* [ABOUT THIS EXERCISE]: Copy out the entries below exactly as they stand, but only from the line containing "use std::ffi::OsStr;" through the line containing "pub fn body_text(&self)".

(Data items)
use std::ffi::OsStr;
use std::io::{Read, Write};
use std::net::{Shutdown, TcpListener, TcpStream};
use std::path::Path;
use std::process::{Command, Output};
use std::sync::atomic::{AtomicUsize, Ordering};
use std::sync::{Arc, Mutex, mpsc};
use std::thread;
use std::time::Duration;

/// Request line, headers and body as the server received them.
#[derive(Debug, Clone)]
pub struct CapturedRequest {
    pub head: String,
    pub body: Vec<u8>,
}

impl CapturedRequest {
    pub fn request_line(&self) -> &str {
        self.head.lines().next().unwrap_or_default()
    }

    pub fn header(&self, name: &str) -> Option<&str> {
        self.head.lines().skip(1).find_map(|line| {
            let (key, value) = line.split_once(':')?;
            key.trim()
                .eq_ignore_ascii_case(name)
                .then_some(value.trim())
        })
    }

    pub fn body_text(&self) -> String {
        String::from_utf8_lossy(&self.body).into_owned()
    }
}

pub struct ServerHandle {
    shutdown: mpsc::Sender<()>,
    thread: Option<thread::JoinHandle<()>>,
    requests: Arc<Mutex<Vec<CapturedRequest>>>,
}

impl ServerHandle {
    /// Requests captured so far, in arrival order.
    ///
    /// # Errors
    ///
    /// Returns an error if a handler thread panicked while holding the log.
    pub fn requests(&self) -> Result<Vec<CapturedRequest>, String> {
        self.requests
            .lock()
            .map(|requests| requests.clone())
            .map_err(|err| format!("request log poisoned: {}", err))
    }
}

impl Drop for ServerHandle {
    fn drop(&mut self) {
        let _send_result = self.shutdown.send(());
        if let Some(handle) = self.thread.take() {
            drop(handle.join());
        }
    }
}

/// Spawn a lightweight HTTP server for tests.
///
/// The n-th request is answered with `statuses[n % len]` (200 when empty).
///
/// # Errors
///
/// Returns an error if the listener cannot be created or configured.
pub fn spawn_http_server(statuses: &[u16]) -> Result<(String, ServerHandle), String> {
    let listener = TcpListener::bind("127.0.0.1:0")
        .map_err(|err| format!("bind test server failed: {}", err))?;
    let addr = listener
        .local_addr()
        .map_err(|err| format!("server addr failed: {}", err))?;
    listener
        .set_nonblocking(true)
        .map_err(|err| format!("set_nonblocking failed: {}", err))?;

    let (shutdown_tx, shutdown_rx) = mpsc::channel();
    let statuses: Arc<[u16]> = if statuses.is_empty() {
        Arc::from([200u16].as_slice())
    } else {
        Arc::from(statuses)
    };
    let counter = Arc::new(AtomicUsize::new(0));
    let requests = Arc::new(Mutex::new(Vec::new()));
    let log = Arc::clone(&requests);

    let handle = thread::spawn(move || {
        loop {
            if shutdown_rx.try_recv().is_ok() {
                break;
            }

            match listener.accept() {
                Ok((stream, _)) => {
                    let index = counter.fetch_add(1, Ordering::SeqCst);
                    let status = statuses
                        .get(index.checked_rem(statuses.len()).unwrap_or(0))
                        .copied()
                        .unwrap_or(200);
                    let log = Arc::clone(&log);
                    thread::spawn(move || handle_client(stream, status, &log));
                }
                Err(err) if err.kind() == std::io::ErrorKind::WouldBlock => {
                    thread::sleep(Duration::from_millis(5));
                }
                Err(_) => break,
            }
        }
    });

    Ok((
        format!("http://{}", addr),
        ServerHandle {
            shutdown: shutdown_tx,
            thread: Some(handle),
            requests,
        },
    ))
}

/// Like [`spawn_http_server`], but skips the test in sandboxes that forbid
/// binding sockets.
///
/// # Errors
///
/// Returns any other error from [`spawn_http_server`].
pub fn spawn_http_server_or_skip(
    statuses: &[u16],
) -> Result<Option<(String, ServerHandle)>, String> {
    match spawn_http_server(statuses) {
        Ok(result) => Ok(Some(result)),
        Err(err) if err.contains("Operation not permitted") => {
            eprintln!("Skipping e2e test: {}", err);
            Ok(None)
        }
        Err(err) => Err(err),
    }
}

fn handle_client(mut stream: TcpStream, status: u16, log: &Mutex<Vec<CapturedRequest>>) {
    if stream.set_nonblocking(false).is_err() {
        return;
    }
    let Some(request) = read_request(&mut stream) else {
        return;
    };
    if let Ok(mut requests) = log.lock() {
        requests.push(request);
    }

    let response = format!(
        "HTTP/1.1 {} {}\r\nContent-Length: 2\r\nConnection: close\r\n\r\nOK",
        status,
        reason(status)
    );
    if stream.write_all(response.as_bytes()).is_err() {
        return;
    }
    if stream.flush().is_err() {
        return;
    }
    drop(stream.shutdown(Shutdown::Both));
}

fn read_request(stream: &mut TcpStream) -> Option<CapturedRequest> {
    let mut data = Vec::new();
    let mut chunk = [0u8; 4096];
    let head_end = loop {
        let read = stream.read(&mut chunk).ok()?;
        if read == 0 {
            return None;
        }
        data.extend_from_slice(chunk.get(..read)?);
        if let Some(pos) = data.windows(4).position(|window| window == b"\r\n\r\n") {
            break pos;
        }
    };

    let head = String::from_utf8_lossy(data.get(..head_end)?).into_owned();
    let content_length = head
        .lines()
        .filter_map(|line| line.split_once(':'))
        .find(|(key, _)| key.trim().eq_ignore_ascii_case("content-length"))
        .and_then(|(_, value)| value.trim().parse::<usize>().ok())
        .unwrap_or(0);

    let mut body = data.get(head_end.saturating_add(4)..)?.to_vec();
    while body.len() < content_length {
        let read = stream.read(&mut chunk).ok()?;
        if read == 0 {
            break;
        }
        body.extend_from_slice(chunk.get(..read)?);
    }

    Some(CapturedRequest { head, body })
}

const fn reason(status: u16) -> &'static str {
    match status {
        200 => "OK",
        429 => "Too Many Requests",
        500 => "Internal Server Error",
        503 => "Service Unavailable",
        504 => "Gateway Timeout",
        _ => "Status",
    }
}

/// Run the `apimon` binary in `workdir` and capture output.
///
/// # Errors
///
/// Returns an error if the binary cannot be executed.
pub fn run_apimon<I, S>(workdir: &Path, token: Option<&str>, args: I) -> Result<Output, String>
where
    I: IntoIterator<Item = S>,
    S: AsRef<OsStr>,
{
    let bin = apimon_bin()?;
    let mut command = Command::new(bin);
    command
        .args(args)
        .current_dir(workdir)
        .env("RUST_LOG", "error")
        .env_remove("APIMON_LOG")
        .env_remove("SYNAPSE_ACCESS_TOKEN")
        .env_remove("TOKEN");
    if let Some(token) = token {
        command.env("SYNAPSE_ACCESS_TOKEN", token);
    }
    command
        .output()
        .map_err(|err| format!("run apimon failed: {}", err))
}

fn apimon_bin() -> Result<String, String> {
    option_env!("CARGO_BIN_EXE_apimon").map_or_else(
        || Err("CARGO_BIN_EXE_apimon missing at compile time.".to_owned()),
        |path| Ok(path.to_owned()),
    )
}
--
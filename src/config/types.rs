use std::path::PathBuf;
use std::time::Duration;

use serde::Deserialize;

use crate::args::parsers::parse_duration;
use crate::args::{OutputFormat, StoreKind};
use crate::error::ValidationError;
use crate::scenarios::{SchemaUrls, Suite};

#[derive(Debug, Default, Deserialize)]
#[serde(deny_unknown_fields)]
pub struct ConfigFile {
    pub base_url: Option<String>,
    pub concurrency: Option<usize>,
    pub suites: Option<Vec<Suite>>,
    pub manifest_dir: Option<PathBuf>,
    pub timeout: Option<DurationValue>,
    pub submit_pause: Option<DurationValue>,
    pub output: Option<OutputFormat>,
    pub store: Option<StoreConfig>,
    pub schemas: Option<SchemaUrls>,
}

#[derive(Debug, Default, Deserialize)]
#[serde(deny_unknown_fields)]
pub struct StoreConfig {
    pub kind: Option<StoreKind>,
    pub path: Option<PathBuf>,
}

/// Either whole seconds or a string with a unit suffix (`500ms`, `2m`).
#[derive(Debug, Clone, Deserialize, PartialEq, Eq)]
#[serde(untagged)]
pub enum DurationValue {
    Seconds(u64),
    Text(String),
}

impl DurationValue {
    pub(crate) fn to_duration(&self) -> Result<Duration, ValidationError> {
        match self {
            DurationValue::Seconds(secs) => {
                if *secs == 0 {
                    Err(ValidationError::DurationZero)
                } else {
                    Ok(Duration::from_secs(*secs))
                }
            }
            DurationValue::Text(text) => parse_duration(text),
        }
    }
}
---
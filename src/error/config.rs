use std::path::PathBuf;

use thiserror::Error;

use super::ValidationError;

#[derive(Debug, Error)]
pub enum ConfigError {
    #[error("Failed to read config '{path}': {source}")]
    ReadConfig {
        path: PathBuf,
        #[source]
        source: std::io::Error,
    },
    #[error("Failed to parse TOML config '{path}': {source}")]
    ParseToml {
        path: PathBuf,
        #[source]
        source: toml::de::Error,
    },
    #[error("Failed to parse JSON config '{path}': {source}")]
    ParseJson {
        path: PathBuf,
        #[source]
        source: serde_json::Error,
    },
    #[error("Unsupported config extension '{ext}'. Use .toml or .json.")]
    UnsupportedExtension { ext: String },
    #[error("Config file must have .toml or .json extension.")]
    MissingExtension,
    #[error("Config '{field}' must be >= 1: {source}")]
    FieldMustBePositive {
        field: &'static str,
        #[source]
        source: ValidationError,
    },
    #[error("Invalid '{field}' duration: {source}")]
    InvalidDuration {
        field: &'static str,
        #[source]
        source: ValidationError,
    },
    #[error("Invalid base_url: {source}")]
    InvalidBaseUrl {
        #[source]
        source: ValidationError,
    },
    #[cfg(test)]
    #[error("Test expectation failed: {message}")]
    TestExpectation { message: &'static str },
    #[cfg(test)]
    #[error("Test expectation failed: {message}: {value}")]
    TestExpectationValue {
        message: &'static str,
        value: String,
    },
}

* [SOLUTION FOR THIS TASK]:
use std::ffi::OsStr;
use std::io::{Read, Write};
use std::net::{Shutdown, TcpListener, TcpStream};
use std::path::Path;
use std::process::{Command, Output};
use std::sync::atomic::{AtomicUsize, Ordering};
use std::sync::{Arc, Mutex, mpsc};
use std::thread;
use std::time::Duration;

/// Request line, headers and body as the server received them.
#[derive(Debug, Clone)]
pub struct CapturedRequest {
    pub head: String,
    pub body: Vec<u8>,
}

impl CapturedRequest {
    pub fn request_line(&self) -> &str {
        self.head.lines().next().unwrap_or_default()
    }

    pub fn header(&self, name: &str) -> Option<&str> {
        self.head.lines().skip(1).find_map(|line| {
            let (key, value) = line.split_once(':')?;
            key.trim()
                .eq_ignore_ascii_case(name)
                .then_some(value.trim())
        })
    }

    pub fn body_text(&self) -> String {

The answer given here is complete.